____ Dataset excerpts
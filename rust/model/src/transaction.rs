// This Source Code Form is subject to the terms of the Mozilla Public
// License, v. 2.0. If a copy of the MPL was not distributed with this
// file, You can obtain one at https://mozilla.org/MPL/2.0/.

//! Journaled mutation scopes with all-or-nothing rollback.
//!
//! All document mutation goes through a [`Transaction`]. Each operation
//! records an inverse in the journal; `commit` discards the journal,
//! while dropping an uncommitted transaction replays the inverses in
//! reverse order. An error propagating out of a placement loop therefore
//! leaves the document exactly as it was before the transaction started.

use nalgebra::Point3;

use crate::document::Document;
use crate::element::{Element, FamilyInstanceData, StructuralType};
use crate::error::{Error, Result};
use crate::keys::ElementId;
use crate::parameters::{BuiltInParameter, ParameterValue};

enum Op {
    Created(ElementId),
    NamedParam {
        element: ElementId,
        name: String,
        previous: ParameterValue,
    },
    BuiltinParam {
        element: ElementId,
        param: BuiltInParameter,
        previous: ParameterValue,
    },
    SymbolActivated(ElementId),
}

/// An exclusive, journaled mutation scope over one document.
pub struct Transaction<'d> {
    doc: &'d mut Document,
    name: String,
    journal: Vec<Op>,
    committed: bool,
}

impl<'d> Transaction<'d> {
    pub(crate) fn new(doc: &'d mut Document, name: &str) -> Self {
        Self {
            doc,
            name: name.to_string(),
            journal: Vec::new(),
            committed: false,
        }
    }

    /// The transaction's display name.
    pub fn name(&self) -> &str {
        &self.name
    }

    /// Read access to the document under mutation.
    pub fn document(&self) -> &Document {
        self.doc
    }

    /// Activates a family symbol if it is not active yet. Idempotent.
    pub fn activate_symbol(&mut self, symbol: ElementId) -> Result<()> {
        let data = self.doc.family_symbol_mut(symbol)?;
        if !data.is_active {
            data.is_active = true;
            self.journal.push(Op::SymbolActivated(symbol));
        }
        Ok(())
    }

    /// Places a new instance of `symbol` hosted on a wall.
    ///
    /// The symbol must be active; its default parameters are copied onto
    /// the instance. `host` must be a wall and `level` a level of this
    /// document.
    pub fn create_family_instance(
        &mut self,
        location: Point3<f64>,
        symbol: ElementId,
        host: ElementId,
        level: ElementId,
        structural: StructuralType,
    ) -> Result<ElementId> {
        let defaults = {
            let data = self.doc.family_symbol(symbol)?;
            if !data.is_active {
                return Err(Error::SymbolNotActive(symbol));
            }
            data.defaults.clone()
        };
        self.doc.wall(host)?;
        self.doc.level(level)?;

        let id = self.doc.insert(Element::FamilyInstance(FamilyInstanceData {
            symbol,
            host,
            level,
            location,
            structural,
            parameters: defaults,
        }));
        self.journal.push(Op::Created(id));
        Ok(id)
    }

    /// Writes a named length parameter. The parameter must already be
    /// defined on the element; a miss is an error that aborts the
    /// enclosing batch.
    pub fn set_parameter(&mut self, element: ElementId, name: &str, value: f64) -> Result<()> {
        let params = self.doc.parameters_mut(element)?;
        let previous = params
            .replace(name, ParameterValue::Length(value))
            .ok_or_else(|| Error::ParameterNotFound {
                element,
                name: name.to_string(),
            })?;
        self.journal.push(Op::NamedParam {
            element,
            name: name.to_string(),
            previous,
        });
        Ok(())
    }

    /// Writes a built-in length parameter.
    pub fn set_builtin(
        &mut self,
        element: ElementId,
        param: BuiltInParameter,
        value: f64,
    ) -> Result<()> {
        let params = self.doc.parameters_mut(element)?;
        let previous = params
            .replace_builtin(param, ParameterValue::Length(value))
            .ok_or(Error::BuiltInNotFound { element, param })?;
        self.journal.push(Op::BuiltinParam {
            element,
            param,
            previous,
        });
        Ok(())
    }

    /// Commits the transaction, making all journaled mutations durable.
    pub fn commit(mut self) {
        self.committed = true;
        self.journal.clear();
    }
}

impl Drop for Transaction<'_> {
    fn drop(&mut self) {
        if self.committed {
            return;
        }
        // Replay inverses newest-first.
        while let Some(op) = self.journal.pop() {
            match op {
                Op::Created(id) => {
                    self.doc.remove(id);
                }
                Op::NamedParam {
                    element,
                    name,
                    previous,
                } => {
                    if let Ok(params) = self.doc.parameters_mut(element) {
                        params.replace(&name, previous);
                    }
                }
                Op::BuiltinParam {
                    element,
                    param,
                    previous,
                } => {
                    if let Ok(params) = self.doc.parameters_mut(element) {
                        params.replace_builtin(param, previous);
                    }
                }
                Op::SymbolActivated(id) => {
                    if let Ok(data) = self.doc.family_symbol_mut(id) {
                        data.is_active = false;
                    }
                }
            }
        }
    }
}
________
Repeat every record exactly as written, please.

Exercise response >>
filename rust/model/src/transaction.rs
// This Source Code Form is subject to the terms of the Mozilla Public
// License, v. 2.0. If a copy of the MPL was not distributed with this
// file, You can obtain one at https://mozilla.org/MPL/2.0/.

//! Journaled mutation scopes with all-or-nothing rollback.
//!
//! All document mutation goes through a [`Transaction`]. Each operation
//! records an inverse in the journal; `commit` discards the journal,
//! while dropping an uncommitted transaction replays the inverses in
//! reverse order. An error propagating out of a placement loop therefore
//! leaves the document exactly as it was before the transaction started.

use nalgebra::Point3;

use crate::document::Document;
use crate::element::{Element, FamilyInstanceData, StructuralType};
use crate::error::{Error, Result};
use crate::keys::ElementId;
use crate::parameters::{BuiltInParameter, ParameterValue};

enum Op {
    Created(ElementId),
    NamedParam {
        element: ElementId,
        name: String,
        previous: ParameterValue,
    },
    BuiltinParam {
        element: ElementId,
        param: BuiltInParameter,
        previous: ParameterValue,
    },
    SymbolActivated(ElementId),
}

/// An exclusive, journaled mutation scope over one document.
pub struct Transaction<'d> {
    doc: &'d mut Document,
    name: String,
    journal: Vec<Op>,
    committed: bool,
}

impl<'d> Transaction<'d> {
    pub(crate) fn new(doc: &'d mut Document, name: &str) -> Self {
        Self {
            doc,
            name: name.to_string(),
            journal: Vec::new(),
            committed: false,
        }
    }

    /// The transaction's display name.
    pub fn name(&self) -> &str {
        &self.name
    }

    /// Read access to the document under mutation.
    pub fn document(&self) -> &Document {
        self.doc
    }

    /// Activates a family symbol if it is not active yet. Idempotent.
    pub fn activate_symbol(&mut self, symbol: ElementId) -> Result<()> {
        let data = self.doc.family_symbol_mut(symbol)?;
        if !data.is_active {
            data.is_active = true;
            self.journal.push(Op::SymbolActivated(symbol));
        }
        Ok(())
    }

    /// Places a new instance of `symbol` hosted on a wall.
    ///
    /// The symbol must be active; its default parameters are copied onto
    /// the instance. `host` must be a wall and `level` a level of this
    /// document.
    pub fn create_family_instance(
        &mut self,
        location: Point3<f64>,
        symbol: ElementId,
        host: ElementId,
        level: ElementId,
        structural: StructuralType,
    ) -> Result<ElementId> {
        let defaults = {
            let data = self.doc.family_symbol(symbol)?;
            if !data.is_active {
                return Err(Error::SymbolNotActive(symbol));
            }
            data.defaults.clone()
        };
        self.doc.wall(host)?;
        self.doc.level(level)?;

        let id = self.doc.insert(Element::FamilyInstance(FamilyInstanceData {
            symbol,
            host,
            level,
            location,
            structural,
            parameters: defaults,
        }));
        self.journal.push(Op::Created(id));
        Ok(id)
    }

    /// Writes a named length parameter. The parameter must already be
    /// defined on the element; a miss is an error that aborts the
    /// enclosing batch.
    pub fn set_parameter(&mut self, element: ElementId, name: &str, value: f64) -> Result<()> {
        let params = self.doc.parameters_mut(element)?;
        let previous = params
            .replace(name, ParameterValue::Length(value))
            .ok_or_else(|| Error::ParameterNotFound {
                element,
                name: name.to_string(),
            })?;
        self.journal.push(Op::NamedParam {
            element,
            name: name.to_string(),
            previous,
        });
        Ok(())
    }

    /// Writes a built-in length parameter.
    pub fn set_builtin(
        &mut self,
        element: ElementId,
        param: BuiltInParameter,
        value: f64,
    ) -> Result<()> {
        let params = self.doc.parameters_mut(element)?;
        let previous = params
            .replace_builtin(param, ParameterValue::Length(value))
            .ok_or(Error::BuiltInNotFound { element, param })?;
        self.journal.push(Op::BuiltinParam {
            element,
            param,
            previous,
        });
        Ok(())
    }

    /// Commits the transaction, making all journaled mutations durable.
    pub fn commit(mut self) {
        self.committed = true;
        self.journal.clear();
    }
}

impl Drop for Transaction<'_> {
    fn drop(&mut self) {
        if self.committed {
            return;
        }
        // Replay inverses newest-first.
        while let Some(op) = self.journal.pop() {
            match op {
                Op::Created(id) => {
                    self.doc.remove(id);
                }
                Op::NamedParam {
                    element,
                    name,
                    previous,
                } => {
                    if let Ok(params) = self.doc.parameters_mut(element) {
                        params.replace(&name, previous);
                    }
                }
                Op::BuiltinParam {
                    element,
                    param,
                    previous,
                } => {
                    if let Ok(params) = self.doc.parameters_mut(element) {
                        params.replace_builtin(param, previous);
                    }
                }
                Op::SymbolActivated(id) => {
                    if let Ok(data) = self.doc.family_symbol_mut(id) {
                        data.is_active = false;
                    }
                }
            }
        }
    }
}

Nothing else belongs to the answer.